TASK GOAL: Copy each line of the entries that includes the word "impl".

______

//! Database models for F-Scores.

use chrono::NaiveDateTime;
use diesel::prelude::*;
use finscore_core::fscores::FScore;

/// Database model for F-Scores
#[derive(Queryable, Identifiable, AsChangeset, Selectable, PartialEq, Debug, Clone)]
#[diesel(table_name = crate::schema::fscores)]
#[diesel(check_for_backend(diesel::sqlite::Sqlite))]
#[diesel(treat_none_as_null = true)]
pub struct FScoreDB {
    pub id: i32,
    pub ticker: String,
    pub score_2024: Option<i32>,
    pub score_2023: Option<i32>,
    pub score_2022: Option<i32>,
    pub score_2021: Option<i32>,
    pub score_2020: Option<i32>,
    pub roa: Option<f64>,
    pub cfo: Option<f64>,
    pub delta_roa: Option<f64>,
    pub cfo_lnst: Option<f64>,
    pub delta_long_term_debt: Option<f64>,
    pub delta_current_ratio: Option<f64>,
    pub shares_issued: Option<f64>,
    pub delta_gross_margin: Option<f64>,
    pub delta_asset_turnover: Option<f64>,
    pub roa_positive: bool,
    pub cfo_positive: bool,
    pub delta_roa_positive: bool,
    pub cfo_greater_than_ni: bool,
    pub delta_debt_negative: bool,
    pub delta_current_ratio_positive: bool,
    pub no_new_shares: bool,
    pub delta_gross_margin_positive: bool,
    pub delta_asset_turnover_positive: bool,
    pub updated_at: NaiveDateTime,
}

/// Database model for inserting an F-Score
#[derive(Insertable, Debug, Clone)]
#[diesel(table_name = crate::schema::fscores)]
pub struct NewFScoreDB {
    pub ticker: String,
    pub score_2024: Option<i32>,
    pub score_2023: Option<i32>,
    pub score_2022: Option<i32>,
    pub score_2021: Option<i32>,
    pub score_2020: Option<i32>,
    pub roa: Option<f64>,
    pub cfo: Option<f64>,
    pub delta_roa: Option<f64>,
    pub cfo_lnst: Option<f64>,
    pub delta_long_term_debt: Option<f64>,
    pub delta_current_ratio: Option<f64>,
    pub shares_issued: Option<f64>,
    pub delta_gross_margin: Option<f64>,
    pub delta_asset_turnover: Option<f64>,
    pub roa_positive: bool,
    pub cfo_positive: bool,
    pub delta_roa_positive: bool,
    pub cfo_greater_than_ni: bool,
    pub delta_debt_negative: bool,
    pub delta_current_ratio_positive: bool,
    pub no_new_shares: bool,
    pub delta_gross_margin_positive: bool,
    pub delta_asset_turnover_positive: bool,
    pub updated_at: NaiveDateTime,
}

impl FScoreDB {
    pub fn from_entity(entity: &FScore, updated_at: NaiveDateTime) -> Self {
        FScoreDB {
            id: entity.id,
            ticker: entity.ticker.clone(),
            score_2024: entity.score_2024,
            score_2023: entity.score_2023,
            score_2022: entity.score_2022,
            score_2021: entity.score_2021,
            score_2020: entity.score_2020,
            roa: entity.roa,
            cfo: entity.cfo,
            delta_roa: entity.delta_roa,
            cfo_lnst: entity.cfo_lnst,
            delta_long_term_debt: entity.delta_long_term_debt,
            delta_current_ratio: entity.delta_current_ratio,
            shares_issued: entity.shares_issued,
            delta_gross_margin: entity.delta_gross_margin,
            delta_asset_turnover: entity.delta_asset_turnover,
            roa_positive: entity.roa_positive,
            cfo_positive: entity.cfo_positive,
            delta_roa_positive: entity.delta_roa_positive,
            cfo_greater_than_ni: entity.cfo_greater_than_ni,
            delta_debt_negative: entity.delta_debt_negative,
            delta_current_ratio_positive: entity.delta_current_ratio_positive,
            no_new_shares: entity.no_new_shares,
            delta_gross_margin_positive: entity.delta_gross_margin_positive,
            delta_asset_turnover_positive: entity.delta_asset_turnover_positive,
            updated_at,
        }
    }
}

impl NewFScoreDB {
    pub fn from_entity(entity: &FScore, updated_at: NaiveDateTime) -> Self {
        NewFScoreDB {
            ticker: entity.ticker.clone(),
            score_2024: entity.score_2024,
            score_2023: entity.score_2023,
            score_2022: entity.score_2022,
            score_2021: entity.score_2021,
            score_2020: entity.score_2020,
            roa: entity.roa,
            cfo: entity.cfo,
            delta_roa: entity.delta_roa,
            cfo_lnst: entity.cfo_lnst,
            delta_long_term_debt: entity.delta_long_term_debt,
            delta_current_ratio: entity.delta_current_ratio,
            shares_issued: entity.shares_issued,
            delta_gross_margin: entity.delta_gross_margin,
            delta_asset_turnover: entity.delta_asset_turnover,
            roa_positive: entity.roa_positive,
            cfo_positive: entity.cfo_positive,
            delta_roa_positive: entity.delta_roa_positive,
            cfo_greater_than_ni: entity.cfo_greater_than_ni,
            delta_debt_negative: entity.delta_debt_negative,
            delta_current_ratio_positive: entity.delta_current_ratio_positive,
            no_new_shares: entity.no_new_shares,
            delta_gross_margin_positive: entity.delta_gross_margin_positive,
            delta_asset_turnover_positive: entity.delta_asset_turnover_positive,
            updated_at,
        }
    }
}

impl From<FScoreDB> for FScore {
    fn from(db: FScoreDB) -> Self {
        FScore {
            id: db.id,
            ticker: db.ticker,
            score_2024: db.score_2024,
            score_2023: db.score_2023,
            score_2022: db.score_2022,
            score_2021: db.score_2021,
            score_2020: db.score_2020,
            roa: db.roa,
            cfo: db.cfo,
            delta_roa: db.delta_roa,
            cfo_lnst: db.cfo_lnst,
            delta_long_term_debt: db.delta_long_term_debt,
            delta_current_ratio: db.delta_current_ratio,
            shares_issued: db.shares_issued,
            delta_gross_margin: db.delta_gross_margin,
            delta_asset_turnover: db.delta_asset_turnover,
            roa_positive: db.roa_positive,
            cfo_positive: db.cfo_positive,
            delta_roa_positive: db.delta_roa_positive,
            cfo_greater_than_ni: db.cfo_greater_than_ni,
            delta_debt_negative: db.delta_debt_negative,
            delta_current_ratio_positive: db.delta_current_ratio_positive,
            no_new_shares: db.no_new_shares,
            delta_gross_margin_positive: db.delta_gross_margin_positive,
            delta_asset_turnover_positive: db.delta_asset_turnover_positive,
            updated_at: Some(db.updated_at.and_utc()),
        }
    }
}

______

OUTPUT OF THE EXERCISE:
impl FScoreDB {
impl NewFScoreDB {
impl From<FScoreDB> for FScore {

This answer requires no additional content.